At the start of the 1905–06 season, Wilson moved to England to join Football League Second Division side Hull City, for a fee of around £100. After scoring three goals in ten league matches, he was signed by Leeds City for a transfer fee of £150 in December 1905. During his first season at Leeds, Wilson made 15 league appearances and scored 13 goals, making him the club's top scorer in the 1905–06 campaign despite missing a large part of the season due to ankle and knee injuries. At the start of the 1906 season, Wilson went 5 games without a goal, provoking some criticism from fans who questioned the quality of the ambitious new Leeds club's transfer policy.

==Death==

While playing for Leeds City against Burnley on 27 October 1906, Wilson left the pitch during the second half after suffering chest pains. When two of his teammates sustained injuries at the same time, he returned to the field of play against medical advice. However, he was unable to complete the match and had already departed the pitch when Burnley inside forward Arthur Bell scored a late winner for the visitors. Wilson collapsed and had to be carried to the Leeds dressing room where he died despite efforts to resuscitate him. A subsequent post mortem found that Wilson, a heavy smoker, had died from a heart attack.

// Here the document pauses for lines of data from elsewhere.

// src/engine/runtime.rs

use std::fmt;

use chrono::{DateTime, Utc};
use serde::Serialize;
use tokio::sync::{mpsc, oneshot};
use tokio::task::JoinHandle;
use tracing::{debug, info};

use crate::config::model::ConfigFile;
use crate::errors::{EngineError, Result};
use crate::ledger::Artifact;
use crate::logs::JobLog;
use crate::metrics::MetricsSnapshot;
use crate::pipeline::{DispatchStep, Job, PipelineExecution};
use crate::resources::{Environment, Variable};
use crate::runner::Runner;
use crate::schedule::Schedule;
use crate::types::{JobId, PipelineId, PipelineSource, TemplateId};

use super::core::{EngineStep, PipelineEngine};
use super::reconcile::ReconcileReport;

const REQUEST_BUFFER: usize = 64;

/// `{success, reason}` reply for commands.
///
/// Expected failures (unknown ids, conflicting state) are reported here rather
/// than as an `Err`; `Err` from a handle method means the actor is gone.
#[derive(Debug, Clone, PartialEq, Eq, Serialize)]
pub struct CommandOutcome {
    pub success: bool,
    pub reason: Option<String>,
    /// Execution created by `start` or `retry`.
    pub pipeline_id: Option<PipelineId>,
}

impl From<Result<PipelineId>> for CommandOutcome {
    fn from(result: Result<PipelineId>) -> Self {
        match result {
            Ok(id) => Self {
                success: true,
                reason: None,
                pipeline_id: Some(id),
            },
            Err(err) => Self {
                success: false,
                reason: Some(err.to_string()),
                pipeline_id: None,
            },
        }
    }
}

impl From<Result<()>> for CommandOutcome {
    fn from(result: Result<()>) -> Self {
        Self {
            success: result.is_ok(),
            reason: result.err().map(|e| e.to_string()),
            pipeline_id: None,
        }
    }
}

type InspectFn = Box<dyn FnOnce(&PipelineEngine) + Send>;

/// Requests processed by the actor, one at a time.
pub enum EngineRequest {
    Step {
        now: DateTime<Utc>,
        reply: oneshot::Sender<EngineStep>,
    },
    Tick {
        now: DateTime<Utc>,
        reply: oneshot::Sender<DispatchStep>,
    },
    Start {
        template_id: TemplateId,
        source: PipelineSource,
        now: DateTime<Utc>,
        reply: oneshot::Sender<CommandOutcome>,
    },
    Retry {
        pipeline_id: PipelineId,
        now: DateTime<Utc>,
        reply: oneshot::Sender<CommandOutcome>,
    },
    Cancel {
        pipeline_id: PipelineId,
        reply: oneshot::Sender<CommandOutcome>,
    },
    PlayManualJob {
        job_id: JobId,
        now: DateTime<Utc>,
        reply: oneshot::Sender<CommandOutcome>,
    },
    EvaluateSchedules {
        now: DateTime<Utc>,
        reply: oneshot::Sender<Vec<PipelineId>>,
    },
    UpdateConfig {
        config: Box<ConfigFile>,
        reply: oneshot::Sender<ReconcileReport>,
    },
    /// Read-only access at the serialization point.
    Inspect(InspectFn),
    Shutdown,
}

impl fmt::Debug for EngineRequest {
    fn fmt(&self, f: &mut fmt::Formatter<'_>) -> fmt::Result {
        match self {
            EngineRequest::Step { now, .. } => f.debug_struct("Step").field("now", now).finish(),
            EngineRequest::Tick { now, .. } => f.debug_struct("Tick").field("now", now).finish(),
            EngineRequest::Start {
                template_id,
                source,
                now,
                ..
            } => f
                .debug_struct("Start")
                .field("template_id", template_id)
                .field("source", source)
                .field("now", now)
                .finish(),
            EngineRequest::Retry { pipeline_id, now, .. } => f
                .debug_struct("Retry")
                .field("pipeline_id", pipeline_id)
                .field("now", now)
                .finish(),
            EngineRequest::Cancel { pipeline_id, .. } => f
                .debug_struct("Cancel")
                .field("pipeline_id", pipeline_id)
                .finish(),
            EngineRequest::PlayManualJob { job_id, now, .. } => f
                .debug_struct("PlayManualJob")
                .field("job_id", job_id)
                .field("now", now)
                .finish(),
            EngineRequest::EvaluateSchedules { now, .. } => f
                .debug_struct("EvaluateSchedules")
                .field("now", now)
                .finish(),
            EngineRequest::UpdateConfig { .. } => f.write_str("UpdateConfig"),
            EngineRequest::Inspect(_) => f.write_str("Inspect"),
            EngineRequest::Shutdown => f.write_str("Shutdown"),
        }
    }
}

/// Owns the engine and applies requests in arrival order.
///
/// This is the IO shell around [`PipelineEngine`]: every mutation and every
/// read goes through the request channel, so callers never observe a
/// half-applied tick.
pub struct EngineActor {
    engine: PipelineEngine,
    rx: mpsc::Receiver<EngineRequest>,
}

impl fmt::Debug for EngineActor {
    fn fmt(&self, f: &mut fmt::Formatter<'_>) -> fmt::Result {
        f.debug_struct("EngineActor")
            .field("engine", &self.engine)
            .finish_non_exhaustive()
    }
}

impl EngineActor {
    pub fn new(engine: PipelineEngine, rx: mpsc::Receiver<EngineRequest>) -> Self {
        Self { engine, rx }
    }

    /// Main loop. Returns the engine once every handle is dropped or a
    /// shutdown is requested.
    pub async fn run(mut self) -> PipelineEngine {
        info!("engine actor started");

        while let Some(request) = self.rx.recv().await {
            debug!(?request, "engine actor received request");
            if !self.handle(request) {
                info!("shutdown requested; stopping engine actor");
                break;
            }
        }

        info!("engine actor exiting");
        self.engine
    }

    /// Apply one request. Returns `false` to stop.
    ///
    /// A dropped reply receiver only means the caller stopped waiting.
    fn handle(&mut self, request: EngineRequest) -> bool {
        let engine = &mut self.engine;
        match request {
            EngineRequest::Step { now, reply } => {
                let _ = reply.send(engine.step(now));
            }
            EngineRequest::Tick { now, reply } => {
                let _ = reply.send(engine.tick(now));
            }
            EngineRequest::Start {
                template_id,
                source,
                now,
                reply,
            } => {
                let _ = reply.send(engine.start(&template_id, now, source).into());
            }
            EngineRequest::Retry {
                pipeline_id,
                now,
                reply,
            } => {
                let _ = reply.send(engine.retry(pipeline_id, now).into());
            }
            EngineRequest::Cancel { pipeline_id, reply } => {
                let _ = reply.send(engine.cancel(pipeline_id).into());
            }
            EngineRequest::PlayManualJob { job_id, now, reply } => {
                let _ = reply.send(engine.play_manual_job(job_id, now).into());
            }
            EngineRequest::EvaluateSchedules { now, reply } => {
                let _ = reply.send(engine.evaluate_schedules(now));
            }
            EngineRequest::UpdateConfig { config, reply } => {
                let _ = reply.send(engine.update_config(*config));
            }
            EngineRequest::Inspect(f) => f(engine),
            EngineRequest::Shutdown => return false,
        }
        true
    }
}

/// Clonable handle to a running [`EngineActor`].
#[derive(Debug, Clone)]
pub struct EngineHandle {
    tx: mpsc::Sender<EngineRequest>,
}

impl EngineHandle {
    /// Spawn an actor for `engine` on the current Tokio runtime.
    pub fn spawn(engine: PipelineEngine) -> (Self, JoinHandle<PipelineEngine>) {
        let (tx, rx) = mpsc::channel(REQUEST_BUFFER);
        let join = tokio::spawn(EngineActor::new(engine, rx).run());
        (Self { tx }, join)
    }

    async fn request<T>(
        &self,
        build: impl FnOnce(oneshot::Sender<T>) -> EngineRequest,
    ) -> Result<T> {
        let (reply, rx) = oneshot::channel();
        self.tx
            .send(build(reply))
            .await
            .map_err(|_| EngineError::EngineClosed)?;
        rx.await.map_err(|_| EngineError::EngineClosed)
    }

    pub async fn step(&self, now: DateTime<Utc>) -> Result<EngineStep> {
        self.request(|reply| EngineRequest::Step { now, reply }).await
    }

    pub async fn tick(&self, now: DateTime<Utc>) -> Result<DispatchStep> {
        self.request(|reply| EngineRequest::Tick { now, reply }).await
    }

    pub async fn start(
        &self,
        template_id: impl Into<TemplateId>,
        source: PipelineSource,
        now: DateTime<Utc>,
    ) -> Result<CommandOutcome> {
        let template_id = template_id.into();
        self.request(|reply| EngineRequest::Start {
            template_id,
            source,
            now,
            reply,
        })
        .await
    }

    pub async fn retry(&self, pipeline_id: PipelineId, now: DateTime<Utc>) -> Result<CommandOutcome> {
        self.request(|reply| EngineRequest::Retry {
            pipeline_id,
            now,
            reply,
        })
        .await
    }

    pub async fn cancel(&self, pipeline_id: PipelineId) -> Result<CommandOutcome> {
        self.request(|reply| EngineRequest::Cancel { pipeline_id, reply })
            .await
    }

    pub async fn play_manual_job(&self, job_id: JobId, now: DateTime<Utc>) -> Result<CommandOutcome> {
        self.request(|reply| EngineRequest::PlayManualJob { job_id, now, reply })
            .await
    }

    pub async fn evaluate_schedules(&self, now: DateTime<Utc>) -> Result<Vec<PipelineId>> {
        self.request(|reply| EngineRequest::EvaluateSchedules { now, reply })
            .await
    }

    pub async fn update_config(&self, config: ConfigFile) -> Result<ReconcileReport> {
        let config = Box::new(config);
        self.request(|reply| EngineRequest::UpdateConfig { config, reply })
            .await
    }

    /// Run `f` against the engine at the serialization point.
    pub async fn inspect<T, F>(&self, f: F) -> Result<T>
    where
        T: Send + 'static,
        F: FnOnce(&PipelineEngine) -> T + Send + 'static,
    {
        self.request(|reply| {
            EngineRequest::Inspect(Box::new(move |engine| {
                let _ = reply.send(f(engine));
            }))
        })
        .await
    }

    pub async fn list_pipelines(&self) -> Result<Vec<PipelineExecution>> {
        self.inspect(|e| e.list_pipelines().cloned().collect()).await
    }

    pub async fn pipeline(&self, id: PipelineId) -> Result<PipelineExecution> {
        self.inspect(move |e| e.pipeline(id).cloned()).await?
    }

    pub async fn list_active_jobs(&self) -> Result<Vec<Job>> {
        self.inspect(|e| e.list_active_jobs().cloned().collect()).await
    }

    pub async fn list_runners(&self) -> Result<Vec<Runner>> {
        self.inspect(|e| e.list_runners().to_vec()).await
    }

    pub async fn list_variables(&self) -> Result<Vec<Variable>> {
        self.inspect(|e| e.list_variables().to_vec()).await
    }

    pub async fn list_environments(&self) -> Result<Vec<Environment>> {
        self.inspect(|e| e.list_environments().to_vec()).await
    }

    pub async fn list_schedules(&self) -> Result<Vec<Schedule>> {
        self.inspect(|e| e.list_schedules().to_vec()).await
    }

    pub async fn list_artifacts(&self) -> Result<Vec<Artifact>> {
        self.inspect(|e| e.list_artifacts().to_vec()).await
    }

    pub async fn metrics_snapshot(&self) -> Result<MetricsSnapshot> {
        self.inspect(PipelineEngine::metrics_snapshot).await
    }

    pub async fn job_logs(&self, job_id: JobId) -> Result<JobLog> {
        self.inspect(move |e| e.job_logs(job_id)).await?
    }

    /// Ask the actor to stop after the requests already queued.
    pub async fn shutdown(&self) -> Result<()> {
        self.tx
            .send(EngineRequest::Shutdown)
            .await
            .map_err(|_| EngineError::EngineClosed)
    }
}
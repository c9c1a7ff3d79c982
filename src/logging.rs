// src/logging.rs

//! Logging setup for `pipesim` using `tracing` + `tracing-subscriber`.
//!
//! Priority for determining the log filter:
//! 1. `--log-level` CLI flag (if provided)
//! 2. `PIPESIM_LOG` environment variable (a level or a full `EnvFilter`
//!    directive such as `pipesim::engine=debug`)
//! 3. default to `info`
//!
//! Logs are sent to STDERR so that stdout can carry the `--json` report.

use anyhow::{Result, anyhow};
use tracing_subscriber::EnvFilter;
use tracing_subscriber::fmt;

use crate::cli::LogLevel;

pub const LOG_ENV: &str = "PIPESIM_LOG";

/// Initialise global logging subscriber.
///
/// Safe to call once at startup.
pub fn init_logging(cli_level: Option<LogLevel>) -> Result<()> {
    let filter = match cli_level {
        Some(lvl) => EnvFilter::new(level_from_log_level(lvl).as_str()),
        None => std::env::var(LOG_ENV)
            .ok()
            .and_then(|s| parse_filter(&s))
            .unwrap_or_else(|| EnvFilter::new("info")),
    };

    fmt()
        .with_env_filter(filter)
        .with_target(true)
        .with_thread_ids(false)
        .with_thread_names(false)
        .with_writer(std::io::stderr)
        .try_init()
        .map_err(|err| anyhow!("initialising logging: {err}"))
}

fn level_from_log_level(lvl: LogLevel) -> tracing::Level {
    match lvl {
        LogLevel::Error => tracing::Level::ERROR,
        LogLevel::Warn => tracing::Level::WARN,
        LogLevel::Info => tracing::Level::INFO,
        LogLevel::Debug => tracing::Level::DEBUG,
        LogLevel::Trace => tracing::Level::TRACE,
    }
}

/// Accept `warning` as an alias; anything else goes to `EnvFilter`.
fn parse_filter(s: &str) -> Option<EnvFilter> {
    let s = s.trim();
    if s.is_empty() {
        return None;
    }
    let directive = if s.eq_ignore_ascii_case("warning") { "warn" } else { s };
    EnvFilter::try_new(directive).ok()
}

#[cfg(test)]
mod tests {
    use super::*;

    #[test]
    fn env_values() {
        assert!(parse_filter("").is_none());
        assert!(parse_filter("warning").is_some());
        assert!(parse_filter("pipesim::engine=debug,info").is_some());
    }
}
// src/config/duration.rs

//! Duration strings: `500ms`, `30s`, `5m`, `2h`.

use chrono::TimeDelta;

/// Parse a duration string with a single unit suffix.
pub fn parse_duration(s: &str) -> Result<TimeDelta, String> {
    let s = s.trim();
    if s.is_empty() {
        return Err("empty duration string".to_string());
    }

    let idx = s
        .chars()
        .position(|c| !c.is_ascii_digit())
        .ok_or_else(|| "duration missing unit suffix".to_string())?;

    let (num_part, unit_part) = s.split_at(idx);
    let value: i64 = num_part
        .parse()
        .map_err(|e| format!("invalid duration number '{}': {}", num_part, e))?;
    let unit = unit_part.trim().to_lowercase();

    let delta = match unit.as_str() {
        "ms" => TimeDelta::try_milliseconds(value),
        "s" => TimeDelta::try_seconds(value),
        "m" => TimeDelta::try_minutes(value),
        "h" => TimeDelta::try_hours(value),
        "d" => TimeDelta::try_days(value),
        _ => {
            return Err(format!(
                "unsupported duration unit '{}'; expected ms, s, m, h or d",
                unit
            ));
        }
    };
    delta.ok_or_else(|| format!("duration '{}' is out of range", s))
}

/// Inverse of [`parse_duration`] for display, using the largest exact unit.
pub fn format_duration(d: TimeDelta) -> String {
    let ms = d.num_milliseconds();
    if ms == 0 {
        return "0s".to_string();
    }
    if ms % 1000 != 0 {
        return format!("{ms}ms");
    }
    let secs = ms / 1000;
    for (unit, size) in [("d", 86_400), ("h", 3_600), ("m", 60)] {
        if secs % size == 0 {
            return format!("{}{unit}", secs / size);
        }
    }
    format!("{secs}s")
}

#[cfg(test)]
mod tests {
    use super::*;

    #[test]
    fn parses_every_unit() {
        assert_eq!(parse_duration("500ms").unwrap(), TimeDelta::milliseconds(500));
        assert_eq!(parse_duration("30s").unwrap(), TimeDelta::seconds(30));
        assert_eq!(parse_duration(" 5m ").unwrap(), TimeDelta::minutes(5));
        assert_eq!(parse_duration("2h").unwrap(), TimeDelta::hours(2));
        assert_eq!(parse_duration("7d").unwrap(), TimeDelta::days(7));
    }

    #[test]
    fn rejects_malformed() {
        assert!(parse_duration("").is_err());
        assert!(parse_duration("30").is_err());
        assert!(parse_duration("m5").is_err());
        assert!(parse_duration("3 weeks").is_err());
    }

    #[test]
    fn formats_with_largest_unit() {
        assert_eq!(format_duration(TimeDelta::minutes(90)), "90m");
        assert_eq!(format_duration(TimeDelta::hours(2)), "2h");
        assert_eq!(format_duration(TimeDelta::milliseconds(1500)), "1500ms");
        assert_eq!(format_duration(TimeDelta::seconds(45)), "45s");
    }
}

The board of Leeds City paid for Wilson's funeral, which took place at Seafield Cemetery in Leith. His coffin was carried from the Griffin Hotel to Leeds New Station by six Leeds players.

Wilson's death provoked a debate in the press over violent play and professionalism on the football pitch.

==Personal life==

Wilson married Sarah Nimmo, a childhood neighbour from Leith, on 31 October 1904. Their first daughter Annie was born in 1905, and another daughter, Davidina Wood Wilson, was born posthumously in March 1907.

Following Soldier Wilson's death, a series of collections and benefits at Leeds, and across England and Scotland, raised a substantial sum for Sarah and Annie.